RDG owns both the National Rail and 'Britain Runs on Rail' brands. Furthermore, it is responsible for several international products, such as 'Britrail' and Interrail. The marketing of the Railcard scheme also comes within the organisation's scope.

The RDG is partially responsible for railway policy formulation; it works with the Rail Supply Group and other parties to coordinate shared objectives. It also has a relationship with various regional and municipal transport authorities, such as Transport for London.

== Initiatives ==
An early pledge made by RDG was the simplification of the British railway ticketing system. During the summer of 2018, it announced measures in line with this objective, including the renaming of half a million tickets, the adoption of simpler language, and a redesign of ticket machines. The RDG has worked closely with the Community Rail Network to support local organisations active on their railway lines and station facilities; this initiative was claimed to have boosted the accessibility of railway services.

Since its launch, the RDG has supported Rail to Refuge, a joint initiative between several passenger train operators and Women's Aid (an English charity), which provides free train travel within Britain for women, men and children travelling to escape domestic abuse. In response to the 2022 Russian invasion of Ukraine, the RDG quickly led a scheme to provide free rail travel to Ukrainian refugees fleeing the conflict.

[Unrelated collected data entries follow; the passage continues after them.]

//! In-memory reference [`Storage`] implementation, `BTreeMap`-backed so its
//! natural iteration order already matches the byte-lexicographic order the
//! rest of the crate relies on. Used by the transaction layer's tests and by
//! the adjacency overlay's "Read" and "Write-over-persisted" variants in
//! this crate's own test suite.

use super::{Entry, Storage, StorageError};
use crate::iter::{SortedIterator, VecSortedIterator};
use std::collections::BTreeMap;

#[derive(Clone, Debug, Default)]
pub struct MemoryStorage {
    entries: BTreeMap<Vec<u8>, Vec<u8>>,
}

impl MemoryStorage {
    #[must_use]
    pub fn new() -> Self {
        Self::default()
    }
}

impl Storage for MemoryStorage {
    fn get(&self, key: &[u8]) -> Result<Option<Vec<u8>>, StorageError> {
        Ok(self.entries.get(key).cloned())
    }

    fn put(&mut self, key: Vec<u8>, value: Vec<u8>) -> Result<(), StorageError> {
        self.entries.insert(key, value);
        Ok(())
    }

    fn delete(&mut self, key: &[u8]) -> Result<(), StorageError> {
        self.entries.remove(key);
        Ok(())
    }

    fn iterate(
        &self,
        prefix: &[u8],
    ) -> Result<Box<dyn SortedIterator<Item = Entry>>, StorageError> {
        let matching: Vec<Entry> = self
            .entries
            .range(prefix.to_vec()..)
            .take_while(|(key, _)| key.starts_with(prefix))
            .map(|(key, value)| Entry {
                key: key.clone(),
                value: value.clone(),
            })
            .collect();
        Ok(Box::new(VecSortedIterator::new(matching)))
    }
}

#[cfg(test)]
mod tests {
    use super::*;

    #[test]
    fn iterate_returns_only_matching_prefix_in_order() {
        let mut storage = MemoryStorage::new();
        storage.put(vec![1, 0], vec![]).unwrap();
        storage.put(vec![1, 2], vec![]).unwrap();
        storage.put(vec![2, 0], vec![]).unwrap();
        storage.put(vec![1, 1], vec![]).unwrap();

        let mut iter = storage.iterate(&[1]).unwrap();
        let mut keys = Vec::new();
        while let Some(entry) = iter.next() {
            keys.push(entry.key);
        }
        assert_eq!(keys, vec![vec![1, 0], vec![1, 1], vec![1, 2]]);
    }

    #[test]
    fn delete_removes_entry() {
        let mut storage = MemoryStorage::new();
        storage.put(vec![1], vec![9]).unwrap();
        storage.delete(&[1]).unwrap();
        assert_eq!(storage.get(&[1]).unwrap(), None);
    }

    #[test]
    fn put_overwrites_existing_value() {
        let mut storage = MemoryStorage::new();
        storage.put(vec![1], vec![9]).unwrap();
        storage.put(vec![1], vec![10]).unwrap();
        assert_eq!(storage.get(&[1]).unwrap(), Some(vec![10]));
    }
}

The management of station-based automatic ticket gates and ticket machines across the majority of British railway stations has been a particularly active area for the RDG. Throughout the 2010s, in coordination with the Office of Road and Rail, the organisation worked to open the supply and operation of this equipment to greater market competition. Upgrades to these barriers have also been carried out, including the use of new technology for catching fare evaders; in 2023, the organisation estimated that roughly £240 million in lost revenue was being incurred through fare evasion across Britain's railways annually.

The RDG worked with the Department for Transport and other entities to support the rollout of contactless payment methods in the South East of England by the end of 2023. In November 2023, the organisation invited suppliers to present proposals for a nationwide contactless ticketing system.

In July 2023, RDG announced proposals for the closure of many ticket offices across the network. Several organisations spoke out against this change; Disability Rights UK raised concerns, stating: "The outcome will reduce confidence in the whole railway system and end the ability for far too many Disabled people to travel by rail at all." Negative opinions on public safety and security were also voiced. In October 2023, the planned closures were abandoned in the face of opposition from the public and from the National Union of Rail, Maritime and Transport Workers (RMT) trade union, which was taking strike action at the time.

==International counterparts==

As rail franchising also takes place in other countries, many of these nations have one or more equivalent organisations.

In Germany, the Deutschlandtarifverbund (German Tariff Association) is responsible for railway ticket revenue distribution. Political representation of established companies is carried out by the Association of German Transport Companies (Verband Deutscher Verkehrsunternehmen, VDV), whereas public relations of new entrant TOCs are chiefly dealt with by Mofair e.V.

In Spain the Asociación Española de Empresas Ferroviarias de Viajeros (Spanish Association of Passenger Rail Companies) represents the sector, and aims to contribute to changes and regulatory improvement and support and defend the rail transport mode.

In Sweden, the equivalent organisation is the Branschföreningen Tågoperatörerna (Association of Train Operating Companies).

== Future ==

Under the plans (Bill 325 2024-26) laid out in the current parliament underpinning the creation of Great British Railways (GBR), the Labour government intends to consolidate many of the existing rail industry bodies into the new organisation, with their roles carried out under the GBR banner. One function confirmed to move from RDG to GBR is "back of house" ticketing management functions such as the provision of booking and reservation systems.
Otherwise, it is still unclear what is the future of RDG.